### ACTIVITY
Every entry must be given again exactly.

### RECORDS PROVIDED
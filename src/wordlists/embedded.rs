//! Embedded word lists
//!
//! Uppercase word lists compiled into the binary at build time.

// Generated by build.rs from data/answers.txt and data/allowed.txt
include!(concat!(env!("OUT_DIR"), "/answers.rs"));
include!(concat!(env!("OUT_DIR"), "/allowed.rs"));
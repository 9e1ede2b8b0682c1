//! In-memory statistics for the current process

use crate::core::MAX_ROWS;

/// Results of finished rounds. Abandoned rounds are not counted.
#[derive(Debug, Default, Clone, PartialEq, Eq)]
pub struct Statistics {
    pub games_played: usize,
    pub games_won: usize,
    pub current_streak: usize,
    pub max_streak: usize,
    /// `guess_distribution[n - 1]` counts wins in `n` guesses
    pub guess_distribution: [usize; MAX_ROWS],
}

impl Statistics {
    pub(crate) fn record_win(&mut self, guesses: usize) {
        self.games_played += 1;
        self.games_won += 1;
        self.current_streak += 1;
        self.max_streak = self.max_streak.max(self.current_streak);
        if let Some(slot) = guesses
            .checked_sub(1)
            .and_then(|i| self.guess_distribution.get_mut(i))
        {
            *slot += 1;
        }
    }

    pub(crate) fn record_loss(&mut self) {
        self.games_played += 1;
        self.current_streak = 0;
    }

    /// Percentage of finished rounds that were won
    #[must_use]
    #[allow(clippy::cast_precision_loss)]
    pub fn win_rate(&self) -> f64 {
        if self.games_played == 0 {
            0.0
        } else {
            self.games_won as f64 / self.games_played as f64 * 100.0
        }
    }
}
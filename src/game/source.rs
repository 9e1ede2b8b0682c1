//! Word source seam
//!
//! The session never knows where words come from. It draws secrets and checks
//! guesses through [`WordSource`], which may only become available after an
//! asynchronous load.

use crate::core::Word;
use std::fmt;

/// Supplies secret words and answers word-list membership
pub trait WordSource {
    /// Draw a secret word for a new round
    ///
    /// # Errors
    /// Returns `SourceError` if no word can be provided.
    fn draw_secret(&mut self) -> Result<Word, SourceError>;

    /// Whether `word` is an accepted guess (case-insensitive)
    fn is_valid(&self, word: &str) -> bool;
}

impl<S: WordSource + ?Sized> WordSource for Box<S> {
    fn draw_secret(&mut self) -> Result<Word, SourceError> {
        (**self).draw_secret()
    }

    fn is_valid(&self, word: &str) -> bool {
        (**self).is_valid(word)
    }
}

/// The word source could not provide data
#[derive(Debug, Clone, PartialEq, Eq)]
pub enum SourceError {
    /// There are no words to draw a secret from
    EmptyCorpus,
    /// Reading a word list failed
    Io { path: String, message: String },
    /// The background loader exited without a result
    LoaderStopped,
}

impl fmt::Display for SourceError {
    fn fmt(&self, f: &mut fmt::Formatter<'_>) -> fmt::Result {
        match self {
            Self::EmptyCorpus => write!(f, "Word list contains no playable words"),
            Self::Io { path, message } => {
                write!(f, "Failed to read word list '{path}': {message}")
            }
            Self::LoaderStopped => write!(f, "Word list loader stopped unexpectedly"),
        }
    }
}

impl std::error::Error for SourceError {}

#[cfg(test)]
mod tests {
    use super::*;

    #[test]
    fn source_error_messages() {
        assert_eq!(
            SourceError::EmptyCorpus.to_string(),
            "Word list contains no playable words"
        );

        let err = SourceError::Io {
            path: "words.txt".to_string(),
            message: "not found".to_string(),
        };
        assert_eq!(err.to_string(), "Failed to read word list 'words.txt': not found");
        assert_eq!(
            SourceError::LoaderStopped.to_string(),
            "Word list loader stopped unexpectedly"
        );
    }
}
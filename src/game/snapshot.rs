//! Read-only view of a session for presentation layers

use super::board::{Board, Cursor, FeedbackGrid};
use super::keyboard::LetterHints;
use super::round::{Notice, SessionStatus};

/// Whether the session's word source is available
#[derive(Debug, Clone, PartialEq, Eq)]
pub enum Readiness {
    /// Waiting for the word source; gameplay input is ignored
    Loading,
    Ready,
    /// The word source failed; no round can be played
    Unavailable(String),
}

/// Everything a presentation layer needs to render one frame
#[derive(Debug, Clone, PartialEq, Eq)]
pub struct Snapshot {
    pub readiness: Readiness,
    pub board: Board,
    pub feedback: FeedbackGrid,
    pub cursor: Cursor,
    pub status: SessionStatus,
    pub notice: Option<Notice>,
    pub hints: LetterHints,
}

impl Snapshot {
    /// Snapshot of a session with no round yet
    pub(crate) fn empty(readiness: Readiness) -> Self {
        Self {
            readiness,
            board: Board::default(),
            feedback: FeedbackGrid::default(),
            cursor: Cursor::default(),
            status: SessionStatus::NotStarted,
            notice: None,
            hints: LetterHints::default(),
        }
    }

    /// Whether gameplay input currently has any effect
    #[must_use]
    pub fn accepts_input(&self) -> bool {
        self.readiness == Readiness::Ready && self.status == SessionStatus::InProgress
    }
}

### TASK RESULT
filename src/wordlists/embedded.rs
//! Embedded word lists
//!
//! Uppercase word lists compiled into the binary at build time.

// Generated by build.rs from data/answers.txt and data/allowed.txt
include!(concat!(env!("OUT_DIR"), "/answers.rs"));
include!(concat!(env!("OUT_DIR"), "/allowed.rs"));
repository 9e1ede2b8b0682c1
//! In-memory statistics for the current process

use crate::core::MAX_ROWS;

/// Results of finished rounds. Abandoned rounds are not counted.
#[derive(Debug, Default, Clone, PartialEq, Eq)]
pub struct Statistics {
    pub games_played: usize,
    pub games_won: usize,
    pub current_streak: usize,
    pub max_streak: usize,
    /// `guess_distribution[n - 1]` counts wins in `n` guesses
    pub guess_distribution: [usize; MAX_ROWS],
}

impl Statistics {
    pub(crate) fn record_win(&mut self, guesses: usize) {
        self.games_played += 1;
        self.games_won += 1;
        self.current_streak += 1;
        self.max_streak = self.max_streak.max(self.current_streak);
        if let Some(slot) = guesses
            .checked_sub(1)
            .and_then(|i| self.guess_distribution.get_mut(i))
        {
            *slot += 1;
        }
    }

    pub(crate) fn record_loss(&mut self) {
        self.games_played += 1;
        self.current_streak = 0;
    }

    /// Percentage of finished rounds that were won
    #[must_use]
    #[allow(clippy::cast_precision_loss)]
    pub fn win_rate(&self) -> f64 {
        if self.games_played == 0 {
            0.0
        } else {
            self.games_won as f64 / self.games_played as f64 * 100.0
        }
    }
}
filename src/game/source.rs
repository 9e1ede2b8b0682c1
//! Word source seam
//!
//! The session never knows where words come from. It draws secrets and checks
//! guesses through [`WordSource`], which may only become available after an
//! asynchronous load.

use crate::core::Word;
use std::fmt;

/// Supplies secret words and answers word-list membership
pub trait WordSource {
    /// Draw a secret word for a new round
    ///
    /// # Errors
    /// Returns `SourceError` if no word can be provided.
    fn draw_secret(&mut self) -> Result<Word, SourceError>;

    /// Whether `word` is an accepted guess (case-insensitive)
    fn is_valid(&self, word: &str) -> bool;
}

impl<S: WordSource + ?Sized> WordSource for Box<S> {
    fn draw_secret(&mut self) -> Result<Word, SourceError> {
        (**self).draw_secret()
    }

    fn is_valid(&self, word: &str) -> bool {
        (**self).is_valid(word)
    }
}

/// The word source could not provide data
#[derive(Debug, Clone, PartialEq, Eq)]
pub enum SourceError {
    /// There are no words to draw a secret from
    EmptyCorpus,
    /// Reading a word list failed
    Io { path: String, message: String },
    /// The background loader exited without a result
    LoaderStopped,
}

impl fmt::Display for SourceError {
    fn fmt(&self, f: &mut fmt::Formatter<'_>) -> fmt::Result {
        match self {
            Self::EmptyCorpus => write!(f, "Word list contains no playable words"),
            Self::Io { path, message } => {
                write!(f, "Failed to read word list '{path}': {message}")
            }
            Self::LoaderStopped => write!(f, "Word list loader stopped unexpectedly"),
        }
    }
}

impl std::error::Error for SourceError {}

#[cfg(test)]
mod tests {
    use super::*;

    #[test]
    fn source_error_messages() {
        assert_eq!(
            SourceError::EmptyCorpus.to_string(),
            "Word list contains no playable words"
        );

        let err = SourceError::Io {
            path: "words.txt".to_string(),
            message: "not found".to_string(),
        };
        assert_eq!(err.to_string(), "Failed to read word list 'words.txt': not found");
        assert_eq!(
            SourceError::LoaderStopped.to_string(),
            "Word list loader stopped unexpectedly"
        );
    }
}
filename src/game/snapshot.rs
//! Read-only view of a session for presentation layers

use super::board::{Board, Cursor, FeedbackGrid};
use super::keyboard::LetterHints;
use super::round::{Notice, SessionStatus};

/// Whether the session's word source is available
#[derive(Debug, Clone, PartialEq, Eq)]
pub enum Readiness {
    /// Waiting for the word source; gameplay input is ignored
    Loading,
    Ready,
    /// The word source failed; no round can be played
    Unavailable(String),
}

/// Everything a presentation layer needs to render one frame
#[derive(Debug, Clone, PartialEq, Eq)]
pub struct Snapshot {
    pub readiness: Readiness,
    pub board: Board,
    pub feedback: FeedbackGrid,
    pub cursor: Cursor,
    pub status: SessionStatus,
    pub notice: Option<Notice>,
    pub hints: LetterHints,
}

impl Snapshot {
    /// Snapshot of a session with no round yet
    pub(crate) fn empty(readiness: Readiness) -> Self {
        Self {
            readiness,
            board: Board::default(),
            feedback: FeedbackGrid::default(),
            cursor: Cursor::default(),
            status: SessionStatus::NotStarted,
            notice: None,
            hints: LetterHints::default(),
        }
    }

    /// Whether gameplay input currently has any effect
    #[must_use]
    pub fn accepts_input(&self) -> bool {
        self.readiness == Readiness::Ready && self.status == SessionStatus::InProgress
    }
}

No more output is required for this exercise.